An article posted on Time.com today caught my attention today, and I had to write about it. The article boasted that 529 Plans are a great place to save for college (despite the worry about how it effects financial aid awards). The article sites an expert, Joe Hurley, on this topic. With his advice the article explains that the impact of 529 Plans on financial aid is “minimal.”
That is WRONG.
While it is true that parent income and assets effect one’s Expected Family Contribution (EFC) towards college costs, your EFC is not exactly what you’ll end up paying. Your EFC is what the government thinks you can afford for college, but the school doesn’t have to meet your left over financial need. That number can fluctuate based on a college’s award and ability to cover your need. So while Mr. Hurley explains that these assets are only assessed at 5.64% towards your EFC, it’s not that straightforward.

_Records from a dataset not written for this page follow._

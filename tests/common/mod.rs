// tests/common/mod.rs
#![allow(dead_code)]

use std::fs;
use std::path::PathBuf;

use chrono::NaiveDate;

pub fn ymd(y: i32, m: u32, d: u32) -> NaiveDate {
    NaiveDate::from_ymd_opt(y, m, d).unwrap()
}

pub fn tmp_dir(name: &str) -> PathBuf {
    let mut p = std::env::temp_dir();
    p.push(format!("bulletin_e2e_{}", name));
    let _ = fs::remove_dir_all(&p);
    fs::create_dir_all(&p).unwrap();
    p
}

/// A cut-down bulletin page: a family table, then the employment final
/// action table, then the employment dates-for-filing table.
pub fn bulletin_page(final_action_india: &str, filing_india: &str) -> String {
    format!(
        r#"<html><head><title>Visa Bulletin</title></head><body>
<p>A. FINAL ACTION DATES FOR FAMILY-SPONSORED PREFERENCE CASES</p>
<table border="1">
  <tr><td>Family-Sponsored</td><td>All Chargeability Areas Except Those Listed</td><td>CHINA-mainland born</td><td>INDIA</td><td>MEXICO</td><td>PHILIPPINES</td></tr>
  <tr><td>F1</td><td>08NOV15</td><td>08NOV15</td><td>08NOV15</td><td>22APR04</td><td>01MAR12</td></tr>
</table>
<p>A. FINAL ACTION DATES FOR EMPLOYMENT-BASED PREFERENCE CASES</p>
<table border="1">
  <tbody>
  <tr><td><strong>Employment-based</strong></td><td>All Chargeability Areas Except Those Listed</td><td>CHINA-mainland born</td><td><strong>INDIA</strong></td><td>MEXICO</td><td>PHILIPPINES</td></tr>
  <tr><td>1st</td><td>C</td><td>01NOV22</td><td>{final_action_india}</td><td>C</td><td>C</td></tr>
  <tr><td>2nd</td><td>15MAR23</td><td>01MAR20</td><td>01JAN13</td><td>15MAR23</td><td>15MAR23</td></tr>
  </tbody>
</table>
<p>B. DATES FOR FILING OF EMPLOYMENT-BASED VISA APPLICATIONS</p>
<table border="1">
  <tr><td>Employment-based</td><td>All Chargeability Areas Except Those Listed</td><td>CHINA-mainland born</td><td>INDIA</td><td>MEXICO</td><td>PHILIPPINES</td></tr>
  <tr><td>1st</td><td>C</td><td>01JAN23</td><td>{filing_india}</td><td>C</td><td>C</td></tr>
</table>
</body></html>"#
    )
}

529 Plans are educational savings accounts. When a college sees that this type of account is available for aid, they can use it in creating their awards package. Let me ask you this: if you were a college financial aid officer and you saw a parent had saved $60,000 in a 529 Plan (Education Account), wouldn’t you want to use at least ¼ of that account towards your fees before giving a discount? Why give away free money to a family who has money saved in an account for college costs. That’s how it works with need-based aid. Colleges want you to pay what you have before they give you money, so claiming 529 Plans are a great way to save for college is not exactly true.
Another thing to consider—Mr. Hurley sells 529 Plans. Wouldn’t that make it his intention to promote 529 Plans?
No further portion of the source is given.